The Pew Research Center has reported that Catholics in the US are increasingly voicing their disapproval of President Donald Trump. It said last week that only 41 per cent of Catholics approve of his job performance, a decline of four points since January. Differences between white and Latino Catholics are profound: 47 per cent of white Catholics said that President Trump was doing a “good” or “great” job, compared to only 20 per cent of Latino Catholics.

The murder trial in Madrid of Inocente Orlando Montano, former colonel and former deputy public security minister in the government of El Salvador, was scheduled to resume this week. Mr Montano is accused of involvement in the killing of six Jesuits, their cook and her daughter at El Salvador’s Central American University on 16 November 1989.

The Ecuadorian Episcopal Conference has denounced corruption and extortion involving at least 50 public hospitals in Ecuador. It is alleged that hospital supplies were disproportionately distributed to areas where National Assembly members are from, disadvantaging other areas. Officials have also identified a criminal network colluding with health officials in marking up the cost of body bags for hospitals by up to 13 times the regular price.

Peru’s bishops have launched a joint campaign with the USIL Educational Group and the Societa Nacional de Industrias to raise funds for oxygen cylinders so that no one need die for a lack of supplies. The country is facing growing challenges in treating Covid-19 patients, as hospitals run short of oxygen canisters. Some families are resorting to buying them at significant markups on the black market to keep family members alive.

As DR Congo celebrated 60 years of independence from Belgium, Cardinal Fridolin Ambongo Besungu, Archbishop of Kinshasa, accused successive regimes of impoverishing the country despite its “immense natural resources”. Speaking at a Mass to mark the anniversary, the cardinal said: “This dream of redeeming the Congolese from colonialism has been progressively destroyed.”

Egypt’s highest court has upheld a death sentence for a former monk convicted of killing an abbot in a desert monastery north of Cairo in 2018. It commuted the death sentence of another monk to life. Both were removed from the clerical state by Pope Tawadros II, head of the Coptic Orthodox Church of Alexandria, after the killing of Bishop Anbar Epiphanius, abbot at St Macarius Monastery.

Four police officers in the state of Tamil Nadu in southern India have been charged with murder, after street protests accused them of torturing and killing a Christian father and son in custody. Church officials and human rights groups welcomed the intervention of the state high court that resulted in the arrests last week. “The high court has done a commendable job and now we can hope the victims’ family will get justice,” said Bishop Stephan Antony Pillai of Tuticorin. The father broke a Covid-19 curfew by not closing his son’s shop. The son was then arrested when he inquired about his father at the police station. Both were dead within four days.

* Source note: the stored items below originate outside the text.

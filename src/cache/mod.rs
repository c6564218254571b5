//! Client-side query cache.
//!
//! This module provides a resource-agnostic keyed store that:
//! - Serves entries from memory until they are invalidated (or expire)
//! - Keeps at most one request in flight per key
//! - Drops responses superseded by a newer request for the same key
//! - Notifies subscribers whenever an entry changes

mod entry;
mod key;
mod store;

pub use entry::{CacheEntry, FetchError, Status};
pub use key::{QueryKey, QueryParams};
pub use store::{fetcher, FetchResult, Fetcher, Listener, QueryCache, Subscription};
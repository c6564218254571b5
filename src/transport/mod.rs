//! Request/response transport to the remote API.
//!
//! The transport knows nothing about caching: it turns a resource path,
//! query parameters and an optional JSON payload into a parsed response body
//! or a [`TransportError`]. It never retries.

mod error;
mod http;

#[cfg(test)]
pub(crate) mod fake;

pub use error::{FieldError, Result, TransportError};
pub use http::HttpTransport;

use async_trait::async_trait;
use serde_json::Value;

use crate::cache::QueryParams;

/// HTTP verbs the API surface uses.
#[async_trait]
pub trait Transport: Send + Sync {
  /// `GET path?params`
  async fn get(&self, path: &str, params: &QueryParams) -> Result<Value>;

  /// `POST path` with an optional JSON body
  async fn post(&self, path: &str, body: Option<&Value>) -> Result<Value>;

  /// `DELETE path?params`
  async fn delete(&self, path: &str, params: &QueryParams) -> Result<Value>;
}
//! Response envelopes of the API and their projections into domain types.
//!
//! Lists arrive as `{<plural>: [...], pagination: {...}, filter_meta: {...}}`
//! and details as `{<singular>: {...}}`; the field names come from the
//! [`Resource`] being read.

use serde::de::Error as _;
use serde::{Deserialize, Deserializer};
use serde_json::Value;

use super::types::{Collection, FilterMeta, Pagination};
use super::Resource;

/// Pagination as the server sends it. Numbers sometimes arrive as strings.
#[derive(Debug, Deserialize)]
struct ApiPagination {
  #[serde(default = "first_page", deserialize_with = "lenient_number")]
  page: u64,
  #[serde(default, deserialize_with = "lenient_number")]
  page_size: u64,
  #[serde(default, deserialize_with = "lenient_number")]
  total: u64,
}

fn first_page() -> u64 {
  1
}

fn lenient_number<'de, D>(deserializer: D) -> Result<u64, D::Error>
where
  D: Deserializer<'de>,
{
  match Value::deserialize(deserializer)? {
    Value::Number(n) => n
      .as_u64()
      .or_else(|| n.as_f64().filter(|f| *f >= 0.0).map(|f| f as u64))
      .ok_or_else(|| D::Error::custom(format!("expected a non-negative number, got {}", n))),
    Value::String(s) => s
      .trim()
      .parse()
      .map_err(|_| D::Error::custom(format!("expected a number, got {:?}", s))),
    Value::Null => Ok(0),
    other => Err(D::Error::custom(format!("expected a number, got {}", other))),
  }
}

fn field<'a>(body: &'a Value, name: &'static str) -> Option<&'a Value> {
  body.get(name).filter(|v| !v.is_null())
}

/// Project a list response into a collection.
///
/// Pagination is normalised so that `page >= 1` and `total >= items.len()`;
/// a missing `page_size` falls back to the resource's empty-list page size.
pub fn select_collection<R: Resource>(body: &Value) -> serde_json::Result<Collection<R::Record>> {
  let items: Vec<R::Record> = match field(body, R::LIST_FIELD) {
    Some(items) => Vec::deserialize(items)?,
    None => return Err(serde_json::Error::missing_field(R::LIST_FIELD)),
  };

  let empty = R::empty_list();
  let pagination = match field(body, "pagination") {
    Some(raw) => {
      let raw = ApiPagination::deserialize(raw)?;
      Pagination {
        page: u32::try_from(raw.page.max(1)).unwrap_or(u32::MAX),
        page_size: match raw.page_size {
          0 => empty.pagination.page_size,
          n => u32::try_from(n).unwrap_or(u32::MAX),
        },
        total: raw.total.max(items.len() as u64),
      }
    }
    None => Pagination {
      total: items.len() as u64,
      ..empty.pagination
    },
  };

  // Some endpoints send `[]` when no filter applies.
  let filter_meta = match field(body, "filter_meta") {
    Some(meta @ Value::Object(_)) => FilterMeta::deserialize(meta)?,
    _ => FilterMeta::new(),
  };

  Ok(Collection {
    items,
    pagination,
    filter_meta,
  })
}

/// Project a detail response into its record. Fields the server leaves out
/// take their zero value.
pub fn select_record<R: Resource>(body: &Value) -> serde_json::Result<R::Record> {
  match field(body, R::DETAIL_FIELD) {
    Some(record) => R::Record::deserialize(record),
    None => Err(serde_json::Error::missing_field(R::DETAIL_FIELD)),
  }
}
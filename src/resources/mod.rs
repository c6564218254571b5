//! Resource hook set: what to fetch and mutate for each document type, and
//! which cache keys each mutation makes stale.
//!
//! Every resource is a marker type implementing [`Resource`]. Reads return
//! live [`Query`] handles; mutations go straight to the transport and, on
//! success, invalidate exactly the keys the resource enumerates in
//! [`Resource::invalidates`].

pub mod api_types;
mod estimates;
mod expenses;
mod invoices;
mod receipts;
pub mod types;

pub use estimates::{Estimate, EstimateAction, Estimates};
pub use expenses::{Expense, ExpenseAction, Expenses};
pub use invoices::{Invoice, InvoiceAction, Invoices};
pub use receipts::{DepositAccount, Receipt, ReceiptAction, Receipts};
pub use types::{Collection, Contact, FilterMeta, ListQuery, MutationOutcome, Pagination, Sort, SortOrder};

use serde::{de::DeserializeOwned, Serialize};
use serde_json::{Map, Value};
use std::fmt::Debug;
use std::marker::PhantomData;
use std::sync::Arc;
use tracing::{info, warn};

use crate::cache::{fetcher, FetchError, QueryCache, QueryKey, QueryParams};
use crate::notify::{Notification, Notifier};
use crate::query::Query;
use crate::transport::{Transport, TransportError};

/// A status transition a resource supports (deliver, approve, publish, ...).
pub trait Action: Copy + Debug + Send + Sync + 'static {
  /// Path segment after `/{path}/{id}/`
  fn segment(&self) -> &'static str;

  fn success_message(&self) -> &'static str;
}

/// A successful write, as far as invalidation is concerned.
#[derive(Debug, Clone, PartialEq, Eq)]
pub enum Mutation<A> {
  Create,
  Update { id: u64 },
  Delete { id: u64 },
  BulkDelete { ids: Vec<u64> },
  Transition { id: u64, action: A },
}

/// One document type of the API.
pub trait Resource: Send + Sync + 'static {
  type Record: DeserializeOwned + Serialize + Default + Clone + Debug + Send + Sync + 'static;
  type Action: Action;

  /// Singular noun used in notifications
  const LABEL: &'static str;
  /// Collection path, e.g. `sales/estimates`
  const PATH: &'static str;
  const LIST_TAG: &'static str;
  const DETAIL_TAG: &'static str;
  /// Field holding the records in a list response
  const LIST_FIELD: &'static str;
  /// Field holding the record in a detail response
  const DETAIL_FIELD: &'static str;

  /// What a list renders before its first response arrives.
  fn empty_list() -> Collection<Self::Record>;

  /// Keys a successful `mutation` makes stale.
  fn invalidates(mutation: &Mutation<Self::Action>) -> Vec<QueryKey>;

  /// Prefix covering every list of this resource.
  fn lists() -> QueryKey {
    QueryKey::new(Self::LIST_TAG)
  }

  fn list_key(query: &ListQuery) -> QueryKey {
    Self::lists().with_params(query.to_params())
  }

  fn detail_key(id: u64) -> QueryKey {
    QueryKey::new(Self::DETAIL_TAG).with_id(id)
  }
}

/// Entry point tying the cache, the transport and the notification sink
/// together.
#[derive(Clone)]
pub struct Client {
  cache: QueryCache,
  transport: Arc<dyn Transport>,
  notifier: Arc<dyn Notifier>,
}

impl Client {
  pub fn new(cache: QueryCache, transport: Arc<dyn Transport>, notifier: Arc<dyn Notifier>) -> Self {
    Self {
      cache,
      transport,
      notifier,
    }
  }

  pub fn cache(&self) -> &QueryCache {
    &self.cache
  }

  pub fn resource<R: Resource>(&self) -> ResourceClient<R> {
    ResourceClient {
      client: self.clone(),
      _resource: PhantomData,
    }
  }

  pub fn estimates(&self) -> ResourceClient<Estimates> {
    self.resource()
  }

  pub fn invoices(&self) -> ResourceClient<Invoices> {
    self.resource()
  }

  pub fn receipts(&self) -> ResourceClient<Receipts> {
    self.resource()
  }

  pub fn expenses(&self) -> ResourceClient<Expenses> {
    self.resource()
  }
}

impl std::fmt::Debug for Client {
  fn fmt(&self, f: &mut std::fmt::Formatter<'_>) -> std::fmt::Result {
    f.debug_struct("Client")
      .field("cache", &self.cache)
      .finish_non_exhaustive()
  }
}

/// The request half of a mutation.
enum Request<'a> {
  Post {
    path: String,
    body: Option<&'a Value>,
  },
  Delete {
    path: String,
    params: QueryParams,
  },
}

/// Reads and writes of one resource type.
pub struct ResourceClient<R> {
  client: Client,
  _resource: PhantomData<fn() -> R>,
}

impl<R: Resource> ResourceClient<R> {
  /// Live list query. Its data is `R::empty_list()` until the first response.
  pub fn list(&self, query: &ListQuery) -> Query<Collection<R::Record>> {
    let params = query.to_params();
    let key = R::list_key(query);
    let transport = Arc::clone(&self.client.transport);

    let fetch = fetcher(move || {
      let transport = Arc::clone(&transport);
      let params = params.clone();
      async move {
        transport
          .get(R::PATH, &params)
          .await
          .map_err(FetchError::from)
      }
    });

    Query::new(
      &self.client.cache,
      key,
      fetch,
      Arc::new(api_types::select_collection::<R>),
      R::empty_list(),
    )
  }

  /// Live detail query. Its data is the record's zero value until loaded.
  pub fn detail(&self, id: u64) -> Query<R::Record> {
    let path = format!("{}/{}", R::PATH, id);
    let transport = Arc::clone(&self.client.transport);

    let fetch = fetcher(move || {
      let transport = Arc::clone(&transport);
      let path = path.clone();
      async move {
        transport
          .get(&path, &QueryParams::new())
          .await
          .map_err(FetchError::from)
      }
    });

    Query::new(
      &self.client.cache,
      R::detail_key(id),
      fetch,
      Arc::new(api_types::select_record::<R>),
      R::Record::default(),
    )
  }

  pub async fn create(&self, values: &Value) -> Result<MutationOutcome, TransportError> {
    let request = Request::Post {
      path: R::PATH.to_string(),
      body: Some(values),
    };
    self.mutate(Mutation::Create, request).await
  }

  /// Edit a record. When the response carries the updated record it is
  /// written straight into the detail entry.
  pub async fn update(&self, id: u64, values: &Value) -> Result<MutationOutcome, TransportError> {
    let request = Request::Post {
      path: format!("{}/{}", R::PATH, id),
      body: Some(values),
    };
    self.mutate(Mutation::Update { id }, request).await
  }

  pub async fn delete(&self, id: u64) -> Result<MutationOutcome, TransportError> {
    let request = Request::Delete {
      path: format!("{}/{}", R::PATH, id),
      params: QueryParams::new(),
    };
    self.mutate(Mutation::Delete { id }, request).await
  }

  /// Delete several records in one request (`DELETE {path}?ids=1,2,3`).
  pub async fn delete_bulk(&self, ids: &[u64]) -> Result<MutationOutcome, TransportError> {
    if ids.is_empty() {
      return Err(TransportError::InvalidRequest(
        "bulk delete needs at least one id".to_string(),
      ));
    }
    let joined: Vec<String> = ids.iter().map(u64::to_string).collect();
    let request = Request::Delete {
      path: R::PATH.to_string(),
      params: QueryParams::new().with("ids", joined.join(",")),
    };
    self
      .mutate(Mutation::BulkDelete { ids: ids.to_vec() }, request)
      .await
  }

  /// Run a status transition (`POST {path}/{id}/{action}`).
  pub async fn transition(&self, id: u64, action: R::Action) -> Result<MutationOutcome, TransportError> {
    let request = Request::Post {
      path: format!("{}/{}/{}", R::PATH, id, action.segment()),
      body: None,
    };
    self.mutate(Mutation::Transition { id, action }, request).await
  }

  async fn mutate(
    &self,
    mutation: Mutation<R::Action>,
    request: Request<'_>,
  ) -> Result<MutationOutcome, TransportError> {
    let transport = &self.client.transport;
    let response = match request {
      Request::Post { path, body } => transport.post(&path, body).await,
      Request::Delete { path, params } => transport.delete(&path, &params).await,
    };

    let body = match response {
      Ok(body) => body,
      Err(e) => {
        warn!(resource = R::LABEL, mutation = ?mutation, error = %e, "mutation failed");
        return Err(e);
      }
    };

    // A record written from the response is already fresh and is not
    // invalidated again.
    let written = match &mutation {
      Mutation::Update { id } if self.write_returned_record(*id, &body) => Some(R::detail_key(*id)),
      _ => None,
    };
    let stale: Vec<QueryKey> = R::invalidates(&mutation)
      .into_iter()
      .filter(|key| Some(key) != written.as_ref())
      .collect();
    for key in &stale {
      self.client.cache.invalidate(key);
    }
    info!(resource = R::LABEL, mutation = ?mutation, invalidated = stale.len(), "mutation succeeded");

    self
      .client
      .notifier
      .notify(Notification::success(success_message::<R>(&mutation)));
    Ok(MutationOutcome::from_body(body))
  }

  /// Write the record carried by an update response into its detail entry.
  /// Returns whether there was one.
  fn write_returned_record(&self, id: u64, body: &Value) -> bool {
    let Some(record) = body.get(R::DETAIL_FIELD).filter(|v| v.is_object()) else {
      return false;
    };
    let mut envelope = Map::new();
    envelope.insert(R::DETAIL_FIELD.to_string(), record.clone());
    self
      .client
      .cache
      .write(&R::detail_key(id), Value::Object(envelope));
    true
  }
}

fn success_message<R: Resource>(mutation: &Mutation<R::Action>) -> String {
  match mutation {
    Mutation::Create => format!("The {} has been created successfully.", R::LABEL),
    Mutation::Update { id } => format!("The {} #{} has been edited successfully.", R::LABEL, id),
    Mutation::Delete { id } => format!("The {} #{} has been deleted successfully.", R::LABEL, id),
    Mutation::BulkDelete { ids } => format!(
      "{} {}s have been deleted successfully.",
      ids.len(),
      R::LABEL
    ),
    Mutation::Transition { action, .. } => action.success_message().to_string(),
  }
}
//! Domain types shared by every resource.

use serde::{Deserialize, Serialize};
use serde_json::Value;
use std::collections::BTreeMap;

use crate::cache::QueryParams;

/// Filters the server reports as applied to a list.
pub type FilterMeta = BTreeMap<String, Value>;

/// Pagination of a list response.
///
/// `page` is 1-based and `total >= items.len()` of the collection it
/// belongs to.
#[derive(Debug, Clone, Copy, PartialEq, Eq, Serialize)]
pub struct Pagination {
  pub page: u32,
  pub page_size: u32,
  pub total: u64,
}

impl Pagination {
  pub fn page_count(&self) -> u64 {
    if self.page_size == 0 {
      return 0;
    }
    self.total.div_ceil(u64::from(self.page_size))
  }
}

/// One page of records plus its pagination and filter metadata.
#[derive(Debug, Clone, PartialEq, Serialize)]
pub struct Collection<T> {
  pub items: Vec<T>,
  pub pagination: Pagination,
  pub filter_meta: FilterMeta,
}

/// Customer or vendor attached to a document.
#[derive(Debug, Clone, Default, PartialEq, Serialize, Deserialize)]
#[serde(default)]
pub struct Contact {
  pub id: u64,
  pub display_name: String,
}

#[derive(Debug, Clone, Copy, PartialEq, Eq)]
pub enum SortOrder {
  Asc,
  Desc,
}

impl SortOrder {
  fn as_str(self) -> &'static str {
    match self {
      Self::Asc => "asc",
      Self::Desc => "desc",
    }
  }
}

#[derive(Debug, Clone, PartialEq, Eq)]
pub struct Sort {
  pub column: String,
  pub order: SortOrder,
}

/// Parameters of a list request. Equal queries address the same cache entry.
#[derive(Debug, Clone, PartialEq, Eq)]
pub struct ListQuery {
  pub page: u32,
  pub page_size: u32,
  pub sort: Option<Sort>,
  /// Custom view to list through
  pub view_slug: Option<String>,
  pub search: Option<String>,
}

impl Default for ListQuery {
  fn default() -> Self {
    Self {
      page: 1,
      page_size: 12,
      sort: None,
      view_slug: None,
      search: None,
    }
  }
}

impl ListQuery {
  pub fn to_params(&self) -> QueryParams {
    let mut params = QueryParams::new()
      .with("page", self.page.max(1))
      .with("page_size", self.page_size);
    if let Some(sort) = &self.sort {
      params.insert("column_sort_by", &sort.column);
      params.insert("sort_order", sort.order.as_str());
    }
    if let Some(view) = &self.view_slug {
      params.insert("view_slug", view);
    }
    if let Some(search) = &self.search {
      params.insert("search_keyword", search);
    }
    params
  }
}

/// What the API answered to a mutation.
#[derive(Debug, Clone, PartialEq)]
pub struct MutationOutcome {
  /// Id of the affected record, when the server echoes it
  pub id: Option<u64>,
  pub message: Option<String>,
  pub body: Value,
}

impl MutationOutcome {
  pub(crate) fn from_body(body: Value) -> Self {
    Self {
      id: body.get("id").and_then(Value::as_u64),
      message: body
        .get("message")
        .and_then(Value::as_str)
        .map(String::from),
      body,
    }
  }
}
//! In-memory transport for tests.

use async_trait::async_trait;
use serde_json::Value;
use std::collections::{HashMap, VecDeque};
use std::sync::Mutex;

use super::{Result, Transport, TransportError};
use crate::cache::QueryParams;

/// A request the fake received.
#[derive(Debug, Clone, PartialEq)]
pub struct Call {
  pub method: &'static str,
  pub path: String,
  pub params: QueryParams,
  pub body: Option<Value>,
}

#[derive(Debug, Clone)]
enum Reply {
  Ok(Value),
  Err(u16, String),
}

/// Scripted transport: each route answers with its queued replies in order,
/// repeating the last one once the queue is down to a single reply.
#[derive(Default)]
pub struct FakeTransport {
  routes: Mutex<HashMap<(&'static str, String), VecDeque<Reply>>>,
  calls: Mutex<Vec<Call>>,
}

impl FakeTransport {
  pub fn new() -> Self {
    Self::default()
  }

  pub fn respond(&self, method: &'static str, path: &str, body: Value) -> &Self {
    self.push(method, path, Reply::Ok(body))
  }

  pub fn fail(&self, method: &'static str, path: &str, status: u16, message: &str) -> &Self {
    self.push(method, path, Reply::Err(status, message.to_string()))
  }

  pub fn calls(&self) -> Vec<Call> {
    self.calls.lock().unwrap().clone()
  }

  pub fn count(&self, method: &str, path: &str) -> usize {
    self
      .calls
      .lock()
      .unwrap()
      .iter()
      .filter(|c| c.method == method && c.path == path)
      .count()
  }

  fn push(&self, method: &'static str, path: &str, reply: Reply) -> &Self {
    self
      .routes
      .lock()
      .unwrap()
      .entry((method, path.to_string()))
      .or_default()
      .push_back(reply);
    self
  }

  async fn answer(
    &self,
    method: &'static str,
    path: &str,
    params: &QueryParams,
    body: Option<&Value>,
  ) -> Result<Value> {
    self.calls.lock().unwrap().push(Call {
      method,
      path: path.to_string(),
      params: params.clone(),
      body: body.cloned(),
    });

    let reply = {
      let mut routes = self.routes.lock().unwrap();
      match routes.get_mut(&(method, path.to_string())) {
        Some(queue) if queue.len() > 1 => queue.pop_front(),
        Some(queue) => queue.front().cloned(),
        None => None,
      }
    };

    // Suspend like a real request would.
    tokio::task::yield_now().await;

    match reply {
      Some(Reply::Ok(body)) => Ok(body),
      Some(Reply::Err(status, message)) => Err(TransportError::Http { status, message }),
      None => Err(TransportError::Http {
        status: 404,
        message: format!("no route for {} {}", method, path),
      }),
    }
  }
}

#[async_trait]
impl Transport for FakeTransport {
  async fn get(&self, path: &str, params: &QueryParams) -> Result<Value> {
    self.answer("GET", path, params, None).await
  }

  async fn post(&self, path: &str, body: Option<&Value>) -> Result<Value> {
    self.answer("POST", path, &QueryParams::new(), body).await
  }

  async fn delete(&self, path: &str, params: &QueryParams) -> Result<Value> {
    self.answer("DELETE", path, params, None).await
  }
}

Calls are growing for the European Union to reinstate its Special Envoy on Religious Freedom after the new EU Commission under Ursula von der Leyen abolished the post. “In some countries, religious oppression has now reached the level of genocide,” said Cardinal Jean-Claude Hollerich of Luxembourg, president of Comece, which represents the EU’s Catholic bishops’ conferences. “The EU must continue campaigning for religious freedom, with its own representative included,” he said. The cardinal made the comments to German’s Deutsche Welle agency last weekend, as 135 German MPs urged their country to use its new tenure of the EU’s rotating presidency to press for the restoration of the post.

The head of the Catholic Church in Gabon, Jean Patrick Iba-Ba, the Archbishop of Libreville, has condemned a vote in parliament to decriminalise homosexuality. Archbishop Iba-Ba urged MPs to think again, saying: “Bishops of the Catholic Church launch a cry of distress at this latest fracture between our people’s decision-making representatives, our country’s institutions and the Gabonese people as a whole.” Gabon’s lower house voted by 48 to 24, with 25 abstentions, to reverse a 2019 law imposing six months’ jail for homosexual acts.